A substitution, but with the positive result of creating a real-life physical development, creating more jobs, and providing income and revenue to local workers and government. In the case of this substitution, though, there would be the benefit that an array of non-gaming amenities would be developed, creating more jobs, positive economic impacts, infrastructure improvements, and funds for struggling local governments.
If implemented at the correct scale, such developments would benefit the local area by creating an array of amenities that would be engaging, entertaining and a positive experiential addition with broad appeal for the local community.
Given the history associated with the proposal for supercasinos and the issues revolving around the current government, it seems unlikely that the controversial subject of a such properties will be resurrected in the latest government review.
Nevertheless, such casinos could progress the “levelling up” agenda. If these regional integrated gaming resorts were to be considered at some point in the future, the following suggestions would make for a more effective and less controversial pathway:
- It should not be termed supercasino or a ‘Las Vegas style’ casino, neither are accurate and neither advance the argument. On the contrary, they provide fodder for opponents.
- Sizes should be based on the ability of the market to sustain the development and produce the desired results, not on arbitrary size criteria.

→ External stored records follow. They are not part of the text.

//! Auditor-wide tunables.

use std::time::Duration;

/// Configuration for one Analyzer instance. Cheap to construct; not a
/// file-backed loader because nothing in this crate's scope is deployment
/// configurable (no transport, no persistence) beyond this one timeout.
#[derive(Clone, Copy, Debug)]
pub struct AnalyzerConfig {
    /// How long the keychain-commit coordinator (C4) waits for every
    /// player's keychain before declaring `KeychainTimeout` (§4.2).
    pub keychain_commit_timeout: Duration,
}

impl Default for AnalyzerConfig {
    fn default() -> Self {
        AnalyzerConfig {
            keychain_commit_timeout: Duration::from_millis(10_000),
        }
    }
}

- It should contain non-gaming components of appropriate size including food and beverage outlets, hotel rooms, entertainment venues and other unique components that will differentiate the development and create the broad appeal to ensure success.
- Each development should be required to provide sufficient parking to accommodate demand.
- Each development should be required to negotiate a local government agreement to reimburse infrastructure costs and to provide an annual revenue share.
- Broad locations should be selected on market dynamics and approved by local referendum.
- Specific selection criteria should be developed to address location, including access, fit within the environment, and ability to foster economic impacts, including regeneration.
- Selection of competing proposals should be based on independent review by combined committees of experts and lay-persons. Politicians, especially MPs should be prevented from exercising undue influence.
- Proposals should seek to create uniquely British developments that appeal to cultural sensitivities, fit within the fabric of the local community, and act as a tourism asset.
- Each proposal should incorporate local and UK partners.
- The land-based casino industry should be more forthright and explicit in combatting naysayers, especially as it relates to problem gambling issues.
- It should not be sold as a panacea to broader economic woes – it is not!
There would be considerable opposition to any such proposal and passage would be fraught with dissent. However, I contend that there is a role for expanded land-based gaming development in the UK along the lines of an integrated resort.
This, in my opinion, would be less an expansion of gaming and more a redirection of existing channels into a more balanced whole, with greater potential benefits spread across a wider set of stakeholders, and reduced potential for public harm.
Paul Girvan is chief executive of PKC Gaming & Leisure Consultancy. He has been involved in the US gaming industry since its development beyond Atlantic City and Las Vegas, conducting project-specific and statewide analyses for governments, tribes and commercial casino operators. Girvan has conducted numerous nationwide and state level analyses on igaming and its legislative development. He is also the author of the ICE 365 Tribal Gaming Report.